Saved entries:
== Segment start ==

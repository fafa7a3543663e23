use headers::HeaderMapExt;
use http::HeaderMap;
use http::header::{HeaderName, HeaderValue};
use reqwest::{Body, Request};
use tracing::debug;
use url::{Url, form_urlencoded};

use crate::args::CallArgs;
use crate::body::CallBody;
use crate::descriptor::{BodyEncoding, OperationDescriptor};
use crate::error::ApiClientError;
use crate::param::{ParamLocation, style_param};
use crate::path::{relative_reference, resolve_path};

/// Builds a ready-to-send request for an operation.
///
/// The path is resolved against `server` as a relative reference, so a server
/// URL with a sub-path (e.g. `https://api.example.com/compute/`) keeps its prefix.
/// Query parameters are appended in declaration order, only when present.
/// Headers are styled with the `simple` style. The body `Content-Type` is the
/// declared one.
///
/// # Errors
///
/// Any failure aborts construction: unresolved path, missing required parameter,
/// unsupported parameter value, invalid header, or a body that does not fit the
/// operation.
pub fn build_request<R>(
    server: &Url,
    descriptor: &OperationDescriptor<R>,
    args: &CallArgs,
    body: Option<CallBody>,
) -> Result<Request, ApiClientError> {
    let url = build_url(server, descriptor, args)?;

    let mut request = Request::new(descriptor.method.clone(), url);
    apply_headers(descriptor, args, request.headers_mut())?;
    apply_body(descriptor, body, &mut request)?;

    debug!(
        operation = descriptor.id,
        method = %request.method(),
        url = %request.url(),
        "request built"
    );
    Ok(request)
}

pub(crate) fn build_url<R>(
    server: &Url,
    descriptor: &OperationDescriptor<R>,
    args: &CallArgs,
) -> Result<Url, ApiClientError> {
    let path = resolve_path(descriptor.path, descriptor.path_params, args)?;
    let mut url = server.join(&relative_reference(&path))?;

    let mut pairs = Vec::new();
    for spec in descriptor.query_params {
        let Some(value) = args.get(ParamLocation::Query, spec.name) else {
            if spec.required {
                return Err(missing(descriptor, ParamLocation::Query, spec.name));
            }
            continue;
        };

        let fragment = style_param(
            spec.style,
            spec.explode,
            ParamLocation::Query,
            spec.name,
            value,
        )?;
        pairs.extend(form_urlencoded::parse(fragment.as_bytes()).into_owned());
    }

    if !pairs.is_empty() {
        url.query_pairs_mut().extend_pairs(pairs);
    }

    Ok(url)
}

fn apply_headers<R>(
    descriptor: &OperationDescriptor<R>,
    args: &CallArgs,
    headers: &mut HeaderMap,
) -> Result<(), ApiClientError> {
    for spec in descriptor.header_params {
        let Some(value) = args.get(ParamLocation::Header, spec.name) else {
            if spec.required {
                return Err(missing(descriptor, ParamLocation::Header, spec.name));
            }
            continue;
        };

        let styled = style_param(
            spec.style,
            spec.explode,
            ParamLocation::Header,
            spec.name,
            value,
        )?;
        headers.insert(
            HeaderName::from_bytes(spec.name.as_bytes())?,
            HeaderValue::from_str(&styled)?,
        );
    }
    Ok(())
}

fn apply_body<R>(
    descriptor: &OperationDescriptor<R>,
    body: Option<CallBody>,
    request: &mut Request,
) -> Result<(), ApiClientError> {
    match (descriptor.body, body) {
        (BodyEncoding::None, None) => Ok(()),
        (BodyEncoding::None, Some(_)) => Err(ApiClientError::UnexpectedBody {
            operation: descriptor.id,
        }),
        (BodyEncoding::Json | BodyEncoding::Any, None) => Err(ApiClientError::MissingBody {
            operation: descriptor.id,
        }),
        (BodyEncoding::Json | BodyEncoding::Any, Some(body)) => {
            let CallBody { content_type, data } = body;
            request.headers_mut().typed_insert(content_type);
            *request.body_mut() = Some(Body::from(data));
            Ok(())
        }
    }
}

fn missing<R>(
    descriptor: &OperationDescriptor<R>,
    location: ParamLocation,
    name: &'static str,
) -> ApiClientError {
    let location = match location {
        ParamLocation::Path => "path",
        ParamLocation::Query => "query",
        ParamLocation::Header => "header",
    };
    ApiClientError::MissingRequiredParameter {
        operation: descriptor.id,
        location,
        name,
    }
}
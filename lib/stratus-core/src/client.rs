use std::sync::Arc;
use std::time::Duration;

use reqwest::{Request, Response};
use tracing::debug;
use url::Url;

use crate::args::OperationParams;
use crate::body::CallBody;
use crate::builder::ApiClientBuilder;
use crate::descriptor::OperationDescriptor;
use crate::editor::{CallContext, EditorChain, RequestEditor};
use crate::error::ApiClientError;
use crate::request::build_request;
use crate::response::{ResponseEnvelope, decode_response};
use crate::transport::Transport;

/// Sends operations described by [`OperationDescriptor`]s to one server.
///
/// The client is immutable once built: it can be cloned cheaply and shared
/// between tasks. Each call builds a fresh request.
///
/// # Example
///
/// ```rust,no_run
/// use stratus_core::{ApiClient, CallArgs, CallOptions};
/// # use stratus_core::OperationDescriptor;
/// # async fn example(list_servers: &OperationDescriptor<()>) -> Result<(), stratus_core::ApiClientError> {
/// let client = ApiClient::builder()
///     .with_server("https://compute.example.com/api")
///     .build()?;
///
/// let mut args = CallArgs::new();
/// args.query("page", &2)?.header("x-request-id", "abc-123")?;
///
/// let response = client
///     .execute(list_servers, &args, None, &CallOptions::default())
///     .await?;
/// println!("{}", response.status());
/// # Ok(())
/// # }
/// ```
#[derive(Debug, Clone)]
pub struct ApiClient {
    pub(crate) server: Url,
    pub(crate) transport: Arc<dyn Transport>,
    pub(crate) editors: EditorChain,
}

impl ApiClient {
    /// Creates a builder with the default configuration.
    pub fn builder() -> ApiClientBuilder {
        ApiClientBuilder::default()
    }

    /// The server URL, always ending with `/`.
    pub fn server(&self) -> &Url {
        &self.server
    }

    /// Builds the request of an operation without sending it.
    ///
    /// # Errors
    ///
    /// Fails when the parameters or the body do not fit the operation.
    pub fn build_request<R, P>(
        &self,
        descriptor: &OperationDescriptor<R>,
        params: &P,
        body: Option<CallBody>,
    ) -> Result<Request, ApiClientError>
    where
        P: OperationParams + ?Sized,
    {
        let args = params.to_args()?;
        build_request(&self.server, descriptor, &args, body)
    }

    /// Builds, edits and sends the request of an operation.
    ///
    /// Client editors run first, then the call editors, in registration order.
    /// The first editor failure is returned as is and nothing is sent.
    ///
    /// # Errors
    ///
    /// Fails when the request cannot be built, when an editor rejects it, or
    /// when the transport fails.
    pub async fn execute<R, P>(
        &self,
        descriptor: &OperationDescriptor<R>,
        params: &P,
        body: Option<CallBody>,
        options: &CallOptions,
    ) -> Result<Response, ApiClientError>
    where
        P: OperationParams + ?Sized,
    {
        let mut request = self.build_request(descriptor, params, body)?;
        if let Some(timeout) = options.timeout {
            *request.timeout_mut() = Some(timeout);
        }

        let context = CallContext {
            operation_id: descriptor.id,
            timeout: options.timeout,
        };
        self.editors.apply(&context, &mut request)?;
        options.editors.apply(&context, &mut request)?;

        debug!(?request, "sending...");
        let response = self.transport.execute(request).await?;
        debug!(?response, "...receiving");

        Ok(response)
    }
}

/// Per-call settings.
#[derive(Debug, Clone, Default)]
pub struct CallOptions {
    timeout: Option<Duration>,
    editors: EditorChain,
}

impl CallOptions {
    /// Creates options with no deadline and no extra editor.
    pub fn new() -> Self {
        Self::default()
    }

    /// Sets a deadline for the whole call, response body included.
    pub fn with_timeout(mut self, timeout: Duration) -> Self {
        self.timeout = Some(timeout);
        self
    }

    /// Appends an editor, run after the client's editors.
    pub fn with_editor(mut self, editor: impl RequestEditor + 'static) -> Self {
        self.editors.push(Arc::new(editor));
        self
    }

    /// Appends a closure editor, run after the client's editors.
    pub fn with_editor_fn<F>(self, editor: F) -> Self
    where
        F: Fn(&CallContext, &mut Request) -> Result<(), ApiClientError> + Send + Sync + 'static,
    {
        self.with_editor(editor)
    }

    /// The call deadline.
    pub fn timeout(&self) -> Option<Duration> {
        self.timeout
    }
}

/// Executes operations and decodes their responses.
///
/// # Example
///
/// ```rust,no_run
/// use stratus_core::{ApiClient, CallArgs, CallOptions, ResponsesClient};
/// # use stratus_core::OperationDescriptor;
/// # #[derive(Debug)] enum GetServerResponse { Ok(serde_json::Value) }
/// # async fn example(get_server: &OperationDescriptor<GetServerResponse>) -> Result<(), stratus_core::ApiClientError> {
/// let client = ResponsesClient::new(ApiClient::builder().build()?);
///
/// let mut args = CallArgs::new();
/// args.path("serverId", &42)?.header("x-request-id", "abc-123")?;
///
/// let envelope = client
///     .call(get_server, &args, None, &CallOptions::default())
///     .await?;
/// match envelope.payload() {
///     Some(GetServerResponse::Ok(server)) => println!("{server}"),
///     None => println!("{}: {:?}", envelope.status(), envelope.body()),
/// }
/// # Ok(())
/// # }
/// ```
#[derive(Debug, Clone)]
pub struct ResponsesClient {
    client: ApiClient,
}

impl ResponsesClient {
    /// Wraps a client.
    pub fn new(client: ApiClient) -> Self {
        Self { client }
    }

    /// The wrapped client.
    pub fn client(&self) -> &ApiClient {
        &self.client
    }

    /// Executes an operation and decodes its response.
    ///
    /// # Errors
    ///
    /// Fails like [`ApiClient::execute`], or when a declared payload fails to decode.
    pub async fn call<R, P>(
        &self,
        descriptor: &OperationDescriptor<R>,
        params: &P,
        body: Option<CallBody>,
        options: &CallOptions,
    ) -> Result<ResponseEnvelope<R>, ApiClientError>
    where
        P: OperationParams + ?Sized,
    {
        let response = self
            .client
            .execute(descriptor, params, body, options)
            .await?;
        decode_response(descriptor, response).await
    }
}

impl From<ApiClient> for ResponsesClient {
    fn from(client: ApiClient) -> Self {
        Self::new(client)
    }
}
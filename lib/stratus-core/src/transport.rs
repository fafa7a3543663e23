use std::fmt::Debug;
use std::future::Future;
use std::pin::Pin;
use std::time::Duration;

use reqwest::{Client, Request, Response};

use crate::error::ApiClientError;

/// A boxed, sendable future, as returned by [`Transport::execute`].
pub type BoxFuture<'a, T> = Pin<Box<dyn Future<Output = T> + Send + 'a>>;

/// Default request timeout of the [`ReqwestTransport`].
pub const DEFAULT_TIMEOUT: Duration = Duration::from_secs(30);

/// Sends a fully built request and returns the raw response.
///
/// The binding never inspects how the request travels: tests plug a recording
/// transport, applications can add proxies or tracing middleware. Errors are
/// surfaced unchanged to the caller.
///
/// # Example
///
/// ```rust
/// use stratus_core::{ApiClientError, BoxFuture, Transport};
///
/// #[derive(Debug)]
/// struct Offline;
///
/// impl Transport for Offline {
///     fn execute(
///         &self,
///         _request: reqwest::Request,
///     ) -> BoxFuture<'_, Result<reqwest::Response, ApiClientError>> {
///         Box::pin(async {
///             Err(ApiClientError::Transport {
///                 message: "offline".to_string(),
///             })
///         })
///     }
/// }
/// ```
pub trait Transport: Debug + Send + Sync {
    /// Sends the request.
    fn execute(&self, request: Request) -> BoxFuture<'_, Result<Response, ApiClientError>>;
}

/// [`Transport`] backed by a [`reqwest::Client`].
#[derive(Debug, Clone)]
pub struct ReqwestTransport {
    client: Client,
}

impl ReqwestTransport {
    /// Wraps an already configured client.
    pub fn new(client: Client) -> Self {
        Self { client }
    }

    /// Builds a client with the given timeout and the `stratus/<version>` user agent.
    ///
    /// HTTPS needs one of the `rustls` (default) or `native-tls` crate features.
    ///
    /// # Errors
    ///
    /// Fails when the TLS backend or the system configuration cannot be initialized.
    pub fn with_timeout(timeout: Duration) -> Result<Self, ApiClientError> {
        let client = Client::builder()
            .timeout(timeout)
            .user_agent(concat!("stratus/", env!("CARGO_PKG_VERSION")))
            .build()?;
        Ok(Self::new(client))
    }

    /// The underlying client.
    pub fn client(&self) -> &Client {
        &self.client
    }
}

impl Transport for ReqwestTransport {
    fn execute(&self, request: Request) -> BoxFuture<'_, Result<Response, ApiClientError>> {
        Box::pin(async move {
            let response = self.client.execute(request).await?;
            Ok(response)
        })
    }
}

== Segment end ==

_Problem description_.
Up to and including the final line of the data above, please copy every line exactly, starting from the one that contains "let client = Client::builder()".

_Response for this exercise_.
        let client = Client::builder()
            .timeout(timeout)
            .user_agent(concat!("stratus/", env!("CARGO_PKG_VERSION")))
            .build()?;
        Ok(Self::new(client))
    }

    /// The underlying client.
    pub fn client(&self) -> &Client {
        &self.client
    }
}

impl Transport for ReqwestTransport {
    fn execute(&self, request: Request) -> BoxFuture<'_, Result<Response, ApiClientError>> {
        Box::pin(async move {
            let response = self.client.execute(request).await?;
            Ok(response)
        })
    }
}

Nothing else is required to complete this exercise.